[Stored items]
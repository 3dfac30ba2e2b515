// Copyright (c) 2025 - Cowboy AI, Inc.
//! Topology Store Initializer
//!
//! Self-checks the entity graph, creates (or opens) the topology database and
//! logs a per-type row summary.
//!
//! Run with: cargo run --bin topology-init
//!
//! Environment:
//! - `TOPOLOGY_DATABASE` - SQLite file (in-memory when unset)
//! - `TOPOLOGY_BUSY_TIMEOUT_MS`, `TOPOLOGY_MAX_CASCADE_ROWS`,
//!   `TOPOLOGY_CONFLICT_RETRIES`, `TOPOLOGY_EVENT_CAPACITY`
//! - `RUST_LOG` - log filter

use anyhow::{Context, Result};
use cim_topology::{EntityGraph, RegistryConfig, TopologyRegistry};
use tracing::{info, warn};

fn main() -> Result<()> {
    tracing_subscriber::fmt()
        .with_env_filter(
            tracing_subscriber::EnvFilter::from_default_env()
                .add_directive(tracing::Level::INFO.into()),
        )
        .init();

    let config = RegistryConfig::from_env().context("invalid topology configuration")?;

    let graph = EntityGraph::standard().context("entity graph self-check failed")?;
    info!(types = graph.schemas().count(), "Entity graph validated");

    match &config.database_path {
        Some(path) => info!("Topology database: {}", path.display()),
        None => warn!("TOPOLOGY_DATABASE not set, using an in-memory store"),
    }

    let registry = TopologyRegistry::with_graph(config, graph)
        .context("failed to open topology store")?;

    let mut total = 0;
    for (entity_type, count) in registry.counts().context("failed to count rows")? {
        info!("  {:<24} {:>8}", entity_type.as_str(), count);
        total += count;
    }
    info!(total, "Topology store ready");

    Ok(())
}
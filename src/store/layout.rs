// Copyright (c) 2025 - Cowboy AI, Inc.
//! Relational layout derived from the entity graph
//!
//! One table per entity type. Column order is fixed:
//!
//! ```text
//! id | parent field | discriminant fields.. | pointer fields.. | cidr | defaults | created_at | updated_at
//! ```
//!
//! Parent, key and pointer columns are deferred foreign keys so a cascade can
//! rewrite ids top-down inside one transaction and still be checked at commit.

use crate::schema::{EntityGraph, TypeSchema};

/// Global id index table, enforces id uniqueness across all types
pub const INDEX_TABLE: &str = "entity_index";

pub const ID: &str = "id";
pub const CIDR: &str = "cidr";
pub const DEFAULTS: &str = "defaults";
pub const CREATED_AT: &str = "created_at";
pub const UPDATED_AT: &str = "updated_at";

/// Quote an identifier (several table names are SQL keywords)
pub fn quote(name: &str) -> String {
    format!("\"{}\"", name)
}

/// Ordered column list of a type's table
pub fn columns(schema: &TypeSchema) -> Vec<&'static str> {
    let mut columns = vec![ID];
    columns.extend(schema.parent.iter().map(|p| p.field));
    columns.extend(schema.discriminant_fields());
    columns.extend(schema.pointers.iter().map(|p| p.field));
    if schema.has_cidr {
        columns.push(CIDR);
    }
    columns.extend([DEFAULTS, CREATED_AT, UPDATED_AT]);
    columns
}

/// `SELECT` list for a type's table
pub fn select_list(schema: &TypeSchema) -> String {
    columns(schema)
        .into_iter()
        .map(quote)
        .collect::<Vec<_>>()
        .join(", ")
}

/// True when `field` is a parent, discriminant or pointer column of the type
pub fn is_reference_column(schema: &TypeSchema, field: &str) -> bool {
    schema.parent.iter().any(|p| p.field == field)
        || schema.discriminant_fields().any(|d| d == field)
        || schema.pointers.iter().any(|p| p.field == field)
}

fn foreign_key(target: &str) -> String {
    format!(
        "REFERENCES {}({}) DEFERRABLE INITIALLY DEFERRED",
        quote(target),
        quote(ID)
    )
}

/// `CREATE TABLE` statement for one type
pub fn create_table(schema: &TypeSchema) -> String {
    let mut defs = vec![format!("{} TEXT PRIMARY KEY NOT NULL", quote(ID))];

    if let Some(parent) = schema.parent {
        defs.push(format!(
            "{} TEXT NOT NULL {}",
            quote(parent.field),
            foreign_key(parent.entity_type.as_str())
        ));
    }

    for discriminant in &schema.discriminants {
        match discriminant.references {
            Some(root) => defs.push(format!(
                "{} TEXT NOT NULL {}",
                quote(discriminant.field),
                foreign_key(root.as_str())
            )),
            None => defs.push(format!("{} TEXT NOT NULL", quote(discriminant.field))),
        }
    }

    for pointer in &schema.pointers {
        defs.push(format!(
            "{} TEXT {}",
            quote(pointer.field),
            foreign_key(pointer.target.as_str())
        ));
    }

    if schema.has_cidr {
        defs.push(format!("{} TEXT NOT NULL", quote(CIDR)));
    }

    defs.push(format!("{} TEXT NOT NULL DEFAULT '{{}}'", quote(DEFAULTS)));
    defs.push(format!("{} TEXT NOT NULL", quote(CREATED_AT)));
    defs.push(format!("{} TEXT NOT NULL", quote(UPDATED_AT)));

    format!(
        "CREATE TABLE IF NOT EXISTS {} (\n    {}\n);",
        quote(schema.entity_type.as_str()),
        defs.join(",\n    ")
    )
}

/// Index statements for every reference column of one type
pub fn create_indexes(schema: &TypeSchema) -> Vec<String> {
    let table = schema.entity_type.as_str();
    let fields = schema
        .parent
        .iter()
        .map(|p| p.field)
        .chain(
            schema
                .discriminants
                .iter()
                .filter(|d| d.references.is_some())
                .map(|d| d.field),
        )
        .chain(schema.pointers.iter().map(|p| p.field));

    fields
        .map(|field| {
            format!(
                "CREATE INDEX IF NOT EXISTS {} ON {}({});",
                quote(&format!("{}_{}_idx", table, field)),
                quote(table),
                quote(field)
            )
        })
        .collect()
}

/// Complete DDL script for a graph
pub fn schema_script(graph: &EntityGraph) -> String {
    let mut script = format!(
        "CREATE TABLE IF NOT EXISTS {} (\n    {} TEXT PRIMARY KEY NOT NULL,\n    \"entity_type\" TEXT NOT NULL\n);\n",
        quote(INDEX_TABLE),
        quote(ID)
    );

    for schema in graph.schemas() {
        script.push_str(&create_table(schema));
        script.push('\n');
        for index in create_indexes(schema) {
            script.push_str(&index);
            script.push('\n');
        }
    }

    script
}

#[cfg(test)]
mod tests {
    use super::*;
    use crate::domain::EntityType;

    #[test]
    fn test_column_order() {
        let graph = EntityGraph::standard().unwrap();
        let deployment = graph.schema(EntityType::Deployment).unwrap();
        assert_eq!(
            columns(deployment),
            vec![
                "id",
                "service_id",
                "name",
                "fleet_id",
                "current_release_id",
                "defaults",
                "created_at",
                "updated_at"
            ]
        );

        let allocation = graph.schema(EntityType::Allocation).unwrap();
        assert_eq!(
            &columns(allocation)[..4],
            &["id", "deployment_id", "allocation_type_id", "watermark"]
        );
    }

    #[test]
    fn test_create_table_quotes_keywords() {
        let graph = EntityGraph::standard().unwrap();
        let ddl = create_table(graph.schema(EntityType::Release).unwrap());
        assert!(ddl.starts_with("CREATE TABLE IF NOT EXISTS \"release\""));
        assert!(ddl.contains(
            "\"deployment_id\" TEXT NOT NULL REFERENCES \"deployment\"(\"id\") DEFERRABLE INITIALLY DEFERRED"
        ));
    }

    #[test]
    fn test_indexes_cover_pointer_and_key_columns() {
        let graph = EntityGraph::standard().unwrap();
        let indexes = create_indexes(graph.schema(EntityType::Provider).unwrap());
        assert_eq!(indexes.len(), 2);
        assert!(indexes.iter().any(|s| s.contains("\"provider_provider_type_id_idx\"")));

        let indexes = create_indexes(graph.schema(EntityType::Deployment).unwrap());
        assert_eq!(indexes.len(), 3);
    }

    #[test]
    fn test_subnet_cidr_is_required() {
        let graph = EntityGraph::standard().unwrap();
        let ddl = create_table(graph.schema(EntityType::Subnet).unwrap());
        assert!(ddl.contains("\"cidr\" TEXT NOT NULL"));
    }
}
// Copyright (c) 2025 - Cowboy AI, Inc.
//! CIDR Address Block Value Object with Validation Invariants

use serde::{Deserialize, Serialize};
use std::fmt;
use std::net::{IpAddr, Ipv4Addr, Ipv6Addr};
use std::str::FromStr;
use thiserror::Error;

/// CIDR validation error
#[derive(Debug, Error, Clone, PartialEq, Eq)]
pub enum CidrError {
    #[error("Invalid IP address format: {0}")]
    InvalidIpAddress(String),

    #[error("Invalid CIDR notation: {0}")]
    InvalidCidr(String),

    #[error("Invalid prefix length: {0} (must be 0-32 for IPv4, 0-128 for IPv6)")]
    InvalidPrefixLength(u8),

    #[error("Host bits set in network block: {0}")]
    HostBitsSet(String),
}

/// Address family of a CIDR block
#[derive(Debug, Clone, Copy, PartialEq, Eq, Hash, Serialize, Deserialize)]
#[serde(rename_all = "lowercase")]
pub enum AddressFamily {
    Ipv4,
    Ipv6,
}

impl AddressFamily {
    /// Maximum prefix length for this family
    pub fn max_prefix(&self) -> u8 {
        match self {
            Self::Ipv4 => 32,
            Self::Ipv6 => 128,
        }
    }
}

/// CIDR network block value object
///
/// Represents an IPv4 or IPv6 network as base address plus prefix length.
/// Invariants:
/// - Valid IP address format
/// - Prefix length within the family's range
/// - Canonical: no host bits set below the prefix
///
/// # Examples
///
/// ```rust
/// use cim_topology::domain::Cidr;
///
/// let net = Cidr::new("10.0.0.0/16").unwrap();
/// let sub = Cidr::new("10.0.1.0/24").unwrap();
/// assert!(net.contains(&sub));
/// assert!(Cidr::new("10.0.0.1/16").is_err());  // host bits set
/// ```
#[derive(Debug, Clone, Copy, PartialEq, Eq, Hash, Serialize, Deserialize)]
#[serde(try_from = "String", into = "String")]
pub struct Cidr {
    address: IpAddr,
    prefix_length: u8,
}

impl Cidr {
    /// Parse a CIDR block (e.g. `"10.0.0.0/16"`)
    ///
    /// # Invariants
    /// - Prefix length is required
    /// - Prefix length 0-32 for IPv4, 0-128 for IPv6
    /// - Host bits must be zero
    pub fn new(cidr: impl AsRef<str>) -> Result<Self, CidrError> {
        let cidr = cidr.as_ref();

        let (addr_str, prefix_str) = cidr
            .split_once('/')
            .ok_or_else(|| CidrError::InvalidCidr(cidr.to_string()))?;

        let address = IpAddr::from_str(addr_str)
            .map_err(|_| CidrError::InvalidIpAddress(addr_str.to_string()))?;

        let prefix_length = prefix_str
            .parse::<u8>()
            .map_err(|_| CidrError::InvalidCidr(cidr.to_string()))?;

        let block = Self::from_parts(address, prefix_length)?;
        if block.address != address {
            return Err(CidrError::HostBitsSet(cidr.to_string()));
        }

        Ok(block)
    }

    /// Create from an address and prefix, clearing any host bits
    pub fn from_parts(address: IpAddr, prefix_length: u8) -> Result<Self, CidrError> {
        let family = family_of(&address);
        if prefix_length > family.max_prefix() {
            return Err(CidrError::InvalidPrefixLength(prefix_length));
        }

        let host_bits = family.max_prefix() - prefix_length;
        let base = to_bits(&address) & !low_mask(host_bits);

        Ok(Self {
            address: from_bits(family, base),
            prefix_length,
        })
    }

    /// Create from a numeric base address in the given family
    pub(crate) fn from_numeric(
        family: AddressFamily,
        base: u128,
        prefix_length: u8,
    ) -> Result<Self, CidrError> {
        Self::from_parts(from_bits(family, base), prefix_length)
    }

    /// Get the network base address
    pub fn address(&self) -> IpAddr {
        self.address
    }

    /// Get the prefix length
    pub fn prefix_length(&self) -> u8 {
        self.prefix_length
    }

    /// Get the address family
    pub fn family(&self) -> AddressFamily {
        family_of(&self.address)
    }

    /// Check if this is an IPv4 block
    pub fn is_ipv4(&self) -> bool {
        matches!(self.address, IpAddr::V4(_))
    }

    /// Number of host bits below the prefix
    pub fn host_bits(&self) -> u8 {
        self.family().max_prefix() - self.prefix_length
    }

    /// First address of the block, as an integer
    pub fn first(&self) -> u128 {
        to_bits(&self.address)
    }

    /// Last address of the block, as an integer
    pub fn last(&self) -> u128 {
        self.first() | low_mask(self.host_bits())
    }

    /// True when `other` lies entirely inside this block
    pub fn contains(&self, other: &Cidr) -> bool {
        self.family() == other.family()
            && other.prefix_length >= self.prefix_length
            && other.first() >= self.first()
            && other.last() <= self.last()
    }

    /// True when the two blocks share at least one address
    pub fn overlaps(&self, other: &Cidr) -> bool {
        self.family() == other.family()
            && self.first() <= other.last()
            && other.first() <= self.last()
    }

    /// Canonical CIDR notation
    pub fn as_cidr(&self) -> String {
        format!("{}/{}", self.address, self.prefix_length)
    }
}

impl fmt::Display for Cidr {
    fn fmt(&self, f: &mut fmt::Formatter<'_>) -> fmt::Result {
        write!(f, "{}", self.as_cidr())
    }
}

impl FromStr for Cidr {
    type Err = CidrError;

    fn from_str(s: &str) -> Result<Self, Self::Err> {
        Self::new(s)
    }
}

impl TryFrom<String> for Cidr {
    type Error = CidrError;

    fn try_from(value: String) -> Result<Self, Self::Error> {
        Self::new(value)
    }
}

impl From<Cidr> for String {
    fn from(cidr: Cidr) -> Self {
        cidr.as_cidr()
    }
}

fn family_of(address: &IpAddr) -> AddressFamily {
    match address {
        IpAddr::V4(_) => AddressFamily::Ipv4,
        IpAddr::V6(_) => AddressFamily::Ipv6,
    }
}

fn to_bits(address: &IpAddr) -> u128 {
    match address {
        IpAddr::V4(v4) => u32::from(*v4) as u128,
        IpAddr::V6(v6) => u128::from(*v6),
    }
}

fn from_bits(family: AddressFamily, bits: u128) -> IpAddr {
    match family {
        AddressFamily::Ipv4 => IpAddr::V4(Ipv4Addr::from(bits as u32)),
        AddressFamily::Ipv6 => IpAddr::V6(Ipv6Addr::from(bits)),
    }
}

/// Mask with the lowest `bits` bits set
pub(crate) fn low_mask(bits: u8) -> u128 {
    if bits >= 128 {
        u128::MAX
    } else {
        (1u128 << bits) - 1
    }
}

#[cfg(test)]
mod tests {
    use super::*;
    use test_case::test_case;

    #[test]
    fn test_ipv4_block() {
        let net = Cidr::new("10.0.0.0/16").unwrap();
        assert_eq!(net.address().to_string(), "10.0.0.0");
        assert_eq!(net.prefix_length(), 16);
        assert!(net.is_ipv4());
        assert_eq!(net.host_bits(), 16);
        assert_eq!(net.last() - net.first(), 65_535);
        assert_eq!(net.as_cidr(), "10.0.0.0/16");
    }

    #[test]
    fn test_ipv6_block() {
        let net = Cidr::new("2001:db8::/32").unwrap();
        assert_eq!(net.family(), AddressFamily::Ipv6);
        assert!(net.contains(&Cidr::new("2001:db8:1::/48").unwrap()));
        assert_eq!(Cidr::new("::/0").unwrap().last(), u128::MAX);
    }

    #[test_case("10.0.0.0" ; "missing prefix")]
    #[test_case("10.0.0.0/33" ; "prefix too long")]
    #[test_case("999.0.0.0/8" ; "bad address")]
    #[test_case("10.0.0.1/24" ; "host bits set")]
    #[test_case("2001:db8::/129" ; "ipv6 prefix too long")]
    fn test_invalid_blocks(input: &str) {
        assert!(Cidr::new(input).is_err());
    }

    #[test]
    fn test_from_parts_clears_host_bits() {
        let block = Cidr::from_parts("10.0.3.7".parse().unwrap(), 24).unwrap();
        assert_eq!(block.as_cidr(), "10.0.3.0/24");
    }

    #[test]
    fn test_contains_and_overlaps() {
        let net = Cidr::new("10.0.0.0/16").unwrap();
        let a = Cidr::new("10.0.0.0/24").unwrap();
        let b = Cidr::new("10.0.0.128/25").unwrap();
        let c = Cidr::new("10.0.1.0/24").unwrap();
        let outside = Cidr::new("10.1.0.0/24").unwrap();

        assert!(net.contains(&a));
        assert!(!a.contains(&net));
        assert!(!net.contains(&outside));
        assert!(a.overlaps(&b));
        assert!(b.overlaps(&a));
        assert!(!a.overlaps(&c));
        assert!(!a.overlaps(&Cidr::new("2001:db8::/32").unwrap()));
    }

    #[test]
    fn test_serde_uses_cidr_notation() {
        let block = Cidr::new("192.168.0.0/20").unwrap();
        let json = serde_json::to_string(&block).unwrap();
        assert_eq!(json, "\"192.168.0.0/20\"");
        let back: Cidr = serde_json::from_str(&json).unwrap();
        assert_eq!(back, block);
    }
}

> [What you need to do] Return exactly the lines above from the line that has "a cascade can" through the line that has "of the type", inclusive, and nothing else.

> [Answer space]
//! Parent, key and pointer columns are deferred foreign keys so a cascade can
//! rewrite ids top-down inside one transaction and still be checked at commit.

use crate::schema::{EntityGraph, TypeSchema};

/// Global id index table, enforces id uniqueness across all types
pub const INDEX_TABLE: &str = "entity_index";

pub const ID: &str = "id";
pub const CIDR: &str = "cidr";
pub const DEFAULTS: &str = "defaults";
pub const CREATED_AT: &str = "created_at";
pub const UPDATED_AT: &str = "updated_at";

/// Quote an identifier (several table names are SQL keywords)
pub fn quote(name: &str) -> String {
    format!("\"{}\"", name)
}

/// Ordered column list of a type's table
pub fn columns(schema: &TypeSchema) -> Vec<&'static str> {
    let mut columns = vec![ID];
    columns.extend(schema.parent.iter().map(|p| p.field));
    columns.extend(schema.discriminant_fields());
    columns.extend(schema.pointers.iter().map(|p| p.field));
    if schema.has_cidr {
        columns.push(CIDR);
    }
    columns.extend([DEFAULTS, CREATED_AT, UPDATED_AT]);
    columns
}

/// `SELECT` list for a type's table
pub fn select_list(schema: &TypeSchema) -> String {
    columns(schema)
        .into_iter()
        .map(quote)
        .collect::<Vec<_>>()
        .join(", ")
}

/// True when `field` is a parent, discriminant or pointer column of the type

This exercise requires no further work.